O Museu situa-se na área dos antigos courts de ténis do Sporting Clube de Cascais que, no meio da vegetação, se apresentavam já como um grande espaço vazio. Foi importante para Souto de Moura fazer com que a localização e construção do edifício permitisse preservar ao máximo esse vegetação já existente, uma preocupação constante e que marca o percurso do arquitecto. Procurou aproximar as dimensões do Museu às dos edifícios localizados em seu redor, aos quais corresponde também na escolha dos materiais e das cores utilizadas.

A Casa das Histórias Paula Rego é um espaço imediatamente reconhecível devido às suas pirâmides vermelhas situadas do lado esquerdo (no sentido de quem entra).
Foi a própria Paula Rego quem escolheu o arquitecto do projecto e este seguiu os seus desejos quanto ao design do espaço, conseguindo que este tenha todos os elementos necessários a um Museu (salas de exposição, recepção, gabinetes de trabalho, loja/livraria, auditório, cafetaria e, claro, lavabos) ao mesmo tempo que consegue transmitir um sentimento acolhedor a quem visita a Casa das Histórias. Souto de Moura optou por uma abordagem quase regionalista, criando uma relação próxima com o trabalho de Raul Lino (1879-1974), embora com uma interpretação mais contemporânea. Um trabalho que se destaca bastante do típico projecto do arquitecto, com um piscar de olho aos tectos pronunciados de Lino e à chaminé da cozinha do Mosteiro de Alcobaça – cria as tais duas torres cuja altura é apenas isso, não tendo um fim útil.

O espaço interior é dividido em quatro alas com diferentes alturas. As várias salas de exposição são sucessivas, criando um caminho expositivo de fácil intuição. A sala de exposições temporárias, com entrada e saída única, fica no centro das divisões dedicadas a exibir a Colecção.
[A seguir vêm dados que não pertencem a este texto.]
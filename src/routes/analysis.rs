//! AI lead analysis and the admin summary report email.

use axum::extract::State;
use axum::http::StatusCode;
use axum::response::{IntoResponse, Json, Response};
use serde::Deserialize;
use time::OffsetDateTime;

use super::auth::AdminUser;
use super::{crm_error_response, error_response, internal_error};
use crate::crm::{kpi, pivot};
use crate::services::analysis::{self as analysis_svc, AnalysisError, LeadAnalysis};
use crate::services::applications as app_svc;
use crate::services::notify::{Notification, NotifyError};
use crate::state::AppState;

pub(crate) fn analysis_error_response(err: AnalysisError) -> Response {
    match err {
        AnalysisError::LlmNotConfigured => error_response(StatusCode::SERVICE_UNAVAILABLE, "AI analysis is not configured"),
        AnalysisError::RateLimited(_) | AnalysisError::UpstreamRateLimited => {
            error_response(StatusCode::TOO_MANY_REQUESTS, AnalysisError::UpstreamRateLimited.to_string())
        }
        AnalysisError::CreditsExhausted => error_response(StatusCode::PAYMENT_REQUIRED, err.to_string()),
        AnalysisError::Upstream(_) | AnalysisError::EmptyResponse => {
            tracing::error!(error = %err, "lead analysis failed upstream");
            error_response(StatusCode::BAD_GATEWAY, "Failed to analyze leads")
        }
        AnalysisError::Encode(_) | AnalysisError::Db(_) => internal_error("lead analysis", &err),
    }
}

pub(crate) fn notify_error_response(err: NotifyError) -> Response {
    match err {
        NotifyError::Disabled | NotifyError::NoRecipients => {
            error_response(StatusCode::SERVICE_UNAVAILABLE, err.to_string())
        }
        NotifyError::Delivery(_) => {
            tracing::error!(error = %err, "summary report delivery failed");
            error_response(StatusCode::BAD_GATEWAY, "Failed to send the report")
        }
    }
}

/// `POST /api/analysis`: rate-limited per admin and globally.
pub async fn analyze(State(state): State<AppState>, AdminUser(admin): AdminUser) -> Response {
    let Some(llm) = state.llm.clone() else {
        return analysis_error_response(AnalysisError::LlmNotConfigured);
    };
    if let Err(e) = state.rate_limiter.check_and_record(admin.user.id) {
        tracing::warn!(user_id = %admin.user.id, error = %e, "analysis rate limited");
        return analysis_error_response(e.into());
    }
    let apps = match app_svc::list_all(&state.pool).await {
        Ok(apps) => apps,
        Err(e) => return crm_error_response(e),
    };
    match analysis_svc::analyze(&*llm, &apps).await {
        Ok(analysis) => Json(analysis).into_response(),
        Err(e) => analysis_error_response(e),
    }
}

#[derive(Debug, Default, Deserialize)]
#[serde(default)]
pub struct SummaryReportRequest {
    /// Analysis the admin already ran, included in the email when present.
    pub analysis: Option<LeadAnalysis>,
}

/// `POST /api/admin/summary-report`: email KPIs, pivot, and optional
/// analysis to the notification recipients.
pub async fn summary_report(
    State(state): State<AppState>,
    AdminUser(admin): AdminUser,
    Json(body): Json<SummaryReportRequest>,
) -> Response {
    if !state.notifier.is_enabled() {
        return notify_error_response(NotifyError::Disabled);
    }
    let apps = match app_svc::list_all(&state.pool).await {
        Ok(apps) => apps,
        Err(e) => return crm_error_response(e),
    };
    let report = Notification::SummaryReport {
        generated_at: OffsetDateTime::now_utc(),
        kpis: kpi::kpi_cards(&apps),
        pivot: pivot::build_pivot(&apps),
        analysis: body.analysis,
    };
    match state.notifier.send(&report).await {
        Ok(()) => {
            tracing::info!(admin_id = %admin.user.id, leads = apps.len(), "summary report sent");
            StatusCode::NO_CONTENT.into_response()
        }
        Err(e) => notify_error_response(e),
    }
}

#[cfg(test)]
mod tests {
    use super::*;
    use crate::llm::types::LlmError;

    #[test]
    fn upstream_statuses_pass_through() {
        let limited = AnalysisError::from(LlmError::ApiResponse { status: 429, body: String::new() });
        assert_eq!(analysis_error_response(limited).status(), StatusCode::TOO_MANY_REQUESTS);
        let credits = AnalysisError::from(LlmError::ApiResponse { status: 402, body: String::new() });
        assert_eq!(analysis_error_response(credits).status(), StatusCode::PAYMENT_REQUIRED);
        let other = AnalysisError::from(LlmError::ApiResponse { status: 500, body: String::new() });
        assert_eq!(analysis_error_response(other).status(), StatusCode::BAD_GATEWAY);
    }

    #[test]
    fn missing_llm_is_unavailable() {
        let resp = analysis_error_response(AnalysisError::LlmNotConfigured);
        assert_eq!(resp.status(), StatusCode::SERVICE_UNAVAILABLE);
    }

    #[test]
    fn notify_errors_map_to_statuses() {
        assert_eq!(notify_error_response(NotifyError::Disabled).status(), StatusCode::SERVICE_UNAVAILABLE);
        assert_eq!(notify_error_response(NotifyError::Delivery("x".into())).status(), StatusCode::BAD_GATEWAY);
    }

    #[test]
    fn summary_request_analysis_is_optional() {
        let body: SummaryReportRequest = serde_json::from_str("{}").unwrap();
        assert!(body.analysis.is_none());
    }
}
A Colecção reúne mais de 500 obras e é composta sobretudo por obras da década de 1980, conseguindo, ainda assim, reflectir grande parte do percurso criativo de Paula Rego, [e] é constituída pela doação da artista da totalidade da sua obra gravada e por mais de duas centenas de desenhos. As várias doações da artista ao Museu realizaram-se em quatro períodos distintos: o primeiro em 2009 e que originou parte essencial da Colecção; em 2016, 2019 e 2020 com a atribuição das restantes obras gravadas produzidas entre 2009 e 2020. A Colecção alberga ainda treze obras (Pintura, Escultura, Têxtil) de coleccionadores particulares e públicos a título de depósito no Museu.* Estas últimas preenchem algumas lacunas da Colecção, permitindo uma visão da produção da artista entre 1960 e 2000.
O espólio da Casa das Histórias conta ainda com algumas obras do marido de Paula Rego, o artista e crítico de Arte Victor Willing (1928-1988).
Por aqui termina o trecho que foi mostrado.